__Task statement__: Locate every line in the records below that holds the word "error" and return each one.

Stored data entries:
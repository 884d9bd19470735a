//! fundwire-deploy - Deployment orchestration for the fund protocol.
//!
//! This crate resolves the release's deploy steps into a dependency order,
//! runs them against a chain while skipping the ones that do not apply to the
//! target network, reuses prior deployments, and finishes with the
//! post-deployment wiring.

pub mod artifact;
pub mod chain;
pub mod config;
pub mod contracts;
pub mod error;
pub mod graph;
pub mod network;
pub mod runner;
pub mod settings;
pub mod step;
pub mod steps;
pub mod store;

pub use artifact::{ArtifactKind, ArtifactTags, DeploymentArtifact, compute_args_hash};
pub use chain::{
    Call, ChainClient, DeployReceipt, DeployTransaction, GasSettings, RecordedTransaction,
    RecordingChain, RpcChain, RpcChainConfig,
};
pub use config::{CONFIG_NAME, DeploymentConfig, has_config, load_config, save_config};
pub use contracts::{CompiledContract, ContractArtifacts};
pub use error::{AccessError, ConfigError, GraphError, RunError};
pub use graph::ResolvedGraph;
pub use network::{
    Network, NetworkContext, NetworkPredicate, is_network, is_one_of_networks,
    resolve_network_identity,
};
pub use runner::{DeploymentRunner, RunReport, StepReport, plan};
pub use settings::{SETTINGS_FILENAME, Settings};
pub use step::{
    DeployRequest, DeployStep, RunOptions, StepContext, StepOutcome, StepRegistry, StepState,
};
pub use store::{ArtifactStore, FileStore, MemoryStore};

__Solved problem__:
pub mod error;
pub use error::{AccessError, ConfigError, GraphError, RunError};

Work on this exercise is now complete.